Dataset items
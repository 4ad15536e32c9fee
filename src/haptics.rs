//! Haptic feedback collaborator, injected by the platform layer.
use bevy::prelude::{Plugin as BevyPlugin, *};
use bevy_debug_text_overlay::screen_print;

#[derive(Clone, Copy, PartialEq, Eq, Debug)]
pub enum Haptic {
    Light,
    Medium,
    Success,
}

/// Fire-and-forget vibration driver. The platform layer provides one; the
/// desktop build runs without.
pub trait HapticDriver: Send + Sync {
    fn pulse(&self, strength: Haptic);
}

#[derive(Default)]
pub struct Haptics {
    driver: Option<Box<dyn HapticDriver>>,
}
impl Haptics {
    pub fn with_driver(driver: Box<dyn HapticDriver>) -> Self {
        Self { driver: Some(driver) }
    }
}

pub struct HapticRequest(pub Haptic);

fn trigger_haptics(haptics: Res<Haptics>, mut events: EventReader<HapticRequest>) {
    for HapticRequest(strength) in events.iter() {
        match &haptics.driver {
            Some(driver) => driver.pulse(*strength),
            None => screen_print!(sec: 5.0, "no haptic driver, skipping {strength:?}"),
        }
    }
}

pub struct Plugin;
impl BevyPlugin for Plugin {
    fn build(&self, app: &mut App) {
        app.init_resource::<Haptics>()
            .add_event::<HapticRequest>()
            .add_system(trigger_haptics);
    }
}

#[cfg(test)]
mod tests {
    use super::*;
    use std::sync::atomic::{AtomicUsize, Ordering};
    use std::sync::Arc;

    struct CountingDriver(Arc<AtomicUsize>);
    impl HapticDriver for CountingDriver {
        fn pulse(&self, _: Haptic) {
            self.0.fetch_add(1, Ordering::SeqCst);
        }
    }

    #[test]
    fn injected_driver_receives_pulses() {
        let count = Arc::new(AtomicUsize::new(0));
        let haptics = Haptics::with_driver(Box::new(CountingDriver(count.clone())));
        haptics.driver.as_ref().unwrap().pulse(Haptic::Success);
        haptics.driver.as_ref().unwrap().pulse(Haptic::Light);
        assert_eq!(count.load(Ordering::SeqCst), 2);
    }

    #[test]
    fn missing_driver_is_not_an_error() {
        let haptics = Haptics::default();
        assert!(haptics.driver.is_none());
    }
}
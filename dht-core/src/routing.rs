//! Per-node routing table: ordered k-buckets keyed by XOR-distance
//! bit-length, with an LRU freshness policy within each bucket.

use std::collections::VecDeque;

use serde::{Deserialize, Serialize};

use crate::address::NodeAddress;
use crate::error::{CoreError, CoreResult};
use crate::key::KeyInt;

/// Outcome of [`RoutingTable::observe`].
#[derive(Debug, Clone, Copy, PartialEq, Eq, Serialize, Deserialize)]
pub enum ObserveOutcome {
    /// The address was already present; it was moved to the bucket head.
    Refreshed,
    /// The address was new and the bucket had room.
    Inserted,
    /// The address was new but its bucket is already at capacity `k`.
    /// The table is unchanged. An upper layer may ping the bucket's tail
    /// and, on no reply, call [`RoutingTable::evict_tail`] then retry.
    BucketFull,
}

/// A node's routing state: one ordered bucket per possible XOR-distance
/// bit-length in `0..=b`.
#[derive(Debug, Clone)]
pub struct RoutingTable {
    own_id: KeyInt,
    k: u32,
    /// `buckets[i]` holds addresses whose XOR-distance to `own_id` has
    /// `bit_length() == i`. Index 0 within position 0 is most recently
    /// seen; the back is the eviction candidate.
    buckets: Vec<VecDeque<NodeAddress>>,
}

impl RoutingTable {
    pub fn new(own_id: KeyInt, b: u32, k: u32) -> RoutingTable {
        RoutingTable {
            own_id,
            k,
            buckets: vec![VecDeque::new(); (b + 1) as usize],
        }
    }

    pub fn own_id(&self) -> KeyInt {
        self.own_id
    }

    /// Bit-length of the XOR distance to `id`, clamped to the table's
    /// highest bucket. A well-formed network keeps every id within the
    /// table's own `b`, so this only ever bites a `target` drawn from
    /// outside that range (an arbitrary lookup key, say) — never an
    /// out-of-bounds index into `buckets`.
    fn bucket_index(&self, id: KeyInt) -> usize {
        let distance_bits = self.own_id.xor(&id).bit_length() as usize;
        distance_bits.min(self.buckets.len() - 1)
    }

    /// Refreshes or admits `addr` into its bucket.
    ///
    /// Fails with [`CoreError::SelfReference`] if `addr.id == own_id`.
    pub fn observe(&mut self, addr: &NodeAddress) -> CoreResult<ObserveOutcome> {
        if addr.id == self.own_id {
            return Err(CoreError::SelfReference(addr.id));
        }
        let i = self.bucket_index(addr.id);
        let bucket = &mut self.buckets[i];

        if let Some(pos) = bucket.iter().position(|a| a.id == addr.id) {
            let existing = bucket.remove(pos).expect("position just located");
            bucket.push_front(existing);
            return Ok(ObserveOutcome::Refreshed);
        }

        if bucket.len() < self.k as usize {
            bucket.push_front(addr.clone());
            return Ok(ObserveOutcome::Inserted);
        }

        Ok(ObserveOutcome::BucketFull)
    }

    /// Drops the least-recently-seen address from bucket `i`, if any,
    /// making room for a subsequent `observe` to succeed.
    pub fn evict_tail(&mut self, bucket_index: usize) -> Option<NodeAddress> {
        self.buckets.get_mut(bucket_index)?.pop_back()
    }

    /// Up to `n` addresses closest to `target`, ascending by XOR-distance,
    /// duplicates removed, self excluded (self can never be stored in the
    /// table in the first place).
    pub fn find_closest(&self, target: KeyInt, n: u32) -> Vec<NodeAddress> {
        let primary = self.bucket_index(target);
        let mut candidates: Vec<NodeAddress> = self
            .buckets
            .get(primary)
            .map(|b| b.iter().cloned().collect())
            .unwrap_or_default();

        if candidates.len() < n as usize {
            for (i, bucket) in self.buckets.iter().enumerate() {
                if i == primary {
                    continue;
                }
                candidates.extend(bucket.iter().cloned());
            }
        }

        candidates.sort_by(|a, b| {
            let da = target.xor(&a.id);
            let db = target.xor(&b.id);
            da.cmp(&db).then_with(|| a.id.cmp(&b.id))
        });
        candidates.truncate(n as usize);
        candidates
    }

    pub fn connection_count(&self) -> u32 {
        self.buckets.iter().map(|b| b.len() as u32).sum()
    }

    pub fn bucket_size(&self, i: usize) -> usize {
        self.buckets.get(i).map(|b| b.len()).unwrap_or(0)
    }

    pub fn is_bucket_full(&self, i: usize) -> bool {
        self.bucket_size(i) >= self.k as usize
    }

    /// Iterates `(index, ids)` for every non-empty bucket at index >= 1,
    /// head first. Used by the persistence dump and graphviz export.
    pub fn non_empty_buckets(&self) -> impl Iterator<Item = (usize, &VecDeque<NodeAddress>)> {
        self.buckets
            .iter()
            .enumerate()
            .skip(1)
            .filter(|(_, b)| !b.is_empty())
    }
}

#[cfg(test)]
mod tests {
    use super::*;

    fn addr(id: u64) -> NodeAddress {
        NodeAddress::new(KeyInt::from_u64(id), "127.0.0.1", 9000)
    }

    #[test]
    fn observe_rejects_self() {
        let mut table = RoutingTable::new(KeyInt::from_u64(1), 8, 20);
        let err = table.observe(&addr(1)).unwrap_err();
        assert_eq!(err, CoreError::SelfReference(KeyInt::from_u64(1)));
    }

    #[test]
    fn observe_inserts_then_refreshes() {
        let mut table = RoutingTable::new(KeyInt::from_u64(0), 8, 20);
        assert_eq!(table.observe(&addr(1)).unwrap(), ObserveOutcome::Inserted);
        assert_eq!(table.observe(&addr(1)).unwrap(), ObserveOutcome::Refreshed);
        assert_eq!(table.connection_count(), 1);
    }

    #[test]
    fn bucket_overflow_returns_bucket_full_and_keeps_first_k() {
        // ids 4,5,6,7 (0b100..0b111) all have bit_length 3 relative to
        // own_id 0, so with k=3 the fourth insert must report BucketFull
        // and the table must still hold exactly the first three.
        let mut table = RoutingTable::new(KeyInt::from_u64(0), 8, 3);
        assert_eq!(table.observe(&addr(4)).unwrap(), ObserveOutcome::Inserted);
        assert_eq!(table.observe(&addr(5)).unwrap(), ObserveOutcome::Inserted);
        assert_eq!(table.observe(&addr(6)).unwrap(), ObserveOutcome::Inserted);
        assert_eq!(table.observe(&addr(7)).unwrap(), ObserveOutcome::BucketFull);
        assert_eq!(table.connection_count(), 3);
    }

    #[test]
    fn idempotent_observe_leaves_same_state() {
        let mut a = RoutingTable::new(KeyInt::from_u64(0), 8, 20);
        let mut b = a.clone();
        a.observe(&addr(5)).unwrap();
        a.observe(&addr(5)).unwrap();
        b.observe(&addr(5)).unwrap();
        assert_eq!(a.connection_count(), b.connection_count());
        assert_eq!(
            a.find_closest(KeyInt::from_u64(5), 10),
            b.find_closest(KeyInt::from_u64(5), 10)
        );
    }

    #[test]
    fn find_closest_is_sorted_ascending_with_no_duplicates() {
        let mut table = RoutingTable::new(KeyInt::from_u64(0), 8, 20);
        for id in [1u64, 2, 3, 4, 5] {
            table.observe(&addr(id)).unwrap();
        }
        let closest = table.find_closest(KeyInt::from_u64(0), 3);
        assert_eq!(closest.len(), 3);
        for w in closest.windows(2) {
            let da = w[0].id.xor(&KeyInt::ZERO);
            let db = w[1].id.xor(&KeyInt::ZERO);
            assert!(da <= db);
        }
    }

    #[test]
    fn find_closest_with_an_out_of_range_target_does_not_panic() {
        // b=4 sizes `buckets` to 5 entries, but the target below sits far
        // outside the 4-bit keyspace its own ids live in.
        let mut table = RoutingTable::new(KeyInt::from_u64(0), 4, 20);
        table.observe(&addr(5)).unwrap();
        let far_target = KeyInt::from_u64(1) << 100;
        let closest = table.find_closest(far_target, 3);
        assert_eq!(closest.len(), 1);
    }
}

● **Aim of the exercise**: Transcribe the records above from the line holding "to the table's" down to the line holding "pub fn observe(&mut", inclusive, without adding anything.

● **Response area**:
    /// Bit-length of the XOR distance to `id`, clamped to the table's
    /// highest bucket. A well-formed network keeps every id within the
    /// table's own `b`, so this only ever bites a `target` drawn from
    /// outside that range (an arbitrary lookup key, say) — never an
    /// out-of-bounds index into `buckets`.
    fn bucket_index(&self, id: KeyInt) -> usize {
        let distance_bits = self.own_id.xor(&id).bit_length() as usize;
        distance_bits.min(self.buckets.len() - 1)
    }

    /// Refreshes or admits `addr` into its bucket.
    ///
    /// Fails with [`CoreError::SelfReference`] if `addr.id == own_id`.
    pub fn observe(&mut self, addr: &NodeAddress) -> CoreResult<ObserveOutcome> {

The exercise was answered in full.